> [Task to complete]: Filter the records below down to lines containing "AutodiffBackend".

> [Provided entries]:
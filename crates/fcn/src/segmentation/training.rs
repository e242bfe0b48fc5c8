//! # Training Glue
//!
//! Plugs [`Fcn`] into the burn learner. Logits and masks are flattened to
//! per-pixel rows so the stock classification metrics apply; pixels
//! labeled [`IGNORE_INDEX`] are excluded from the loss, and metrics
//! should be built with ``with_pad_token(IGNORE_INDEX)``.

use crate::data::{IGNORE_INDEX, SegmentationBatch};
use crate::models::fcn::Fcn;
use crate::segmentation::loss::{flatten_labels, flatten_pixels, pixel_cross_entropy};
use crate::segmentation::metrics::ConfusionMatrix;
use burn::prelude::{Backend, Int, Tensor};
use burn::tensor::backend::AutodiffBackend;
use burn::train::{ClassificationOutput, TrainOutput, TrainStep, ValidStep};

impl<B: Backend> Fcn<B> {
    /// Score a batch for training or validation.
    ///
    /// # Arguments
    ///
    /// - `images`: ``[batch, channels, height, width]``.
    /// - `masks`: ``[batch, height, width]`` targets.
    ///
    /// # Returns
    ///
    /// A [`ClassificationOutput`] over ``batch * height * width`` pixels.
    pub fn forward_segmentation(
        &self,
        images: Tensor<B, 4>,
        masks: Tensor<B, 3, Int>,
    ) -> ClassificationOutput<B> {
        let logits = self.forward(images);
        let loss = pixel_cross_entropy(logits.clone(), masks.clone(), Some(IGNORE_INDEX));

        ClassificationOutput::new(loss, flatten_pixels(logits), flatten_labels(masks))
    }

    /// Accumulate this model's predictions on a batch into `matrix`.
    pub fn evaluate_batch(
        &self,
        batch: SegmentationBatch<B>,
        matrix: &mut ConfusionMatrix,
    ) {
        matrix.update(self.predict(batch.images), batch.masks);
    }
}

impl<B: AutodiffBackend> TrainStep<SegmentationBatch<B>, ClassificationOutput<B>> for Fcn<B> {
    fn step(
        &self,
        batch: SegmentationBatch<B>,
    ) -> TrainOutput<ClassificationOutput<B>> {
        let item = self.forward_segmentation(batch.images, batch.masks);

        TrainOutput::new(self, item.loss.backward(), item)
    }
}

impl<B: Backend> ValidStep<SegmentationBatch<B>, ClassificationOutput<B>> for Fcn<B> {
    fn step(
        &self,
        batch: SegmentationBatch<B>,
    ) -> ClassificationOutput<B> {
        self.forward_segmentation(batch.images, batch.masks)
    }
}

> [Response area]:
use burn::tensor::backend::AutodiffBackend;
impl<B: AutodiffBackend> TrainStep<SegmentationBatch<B>, ClassificationOutput<B>> for Fcn<B> {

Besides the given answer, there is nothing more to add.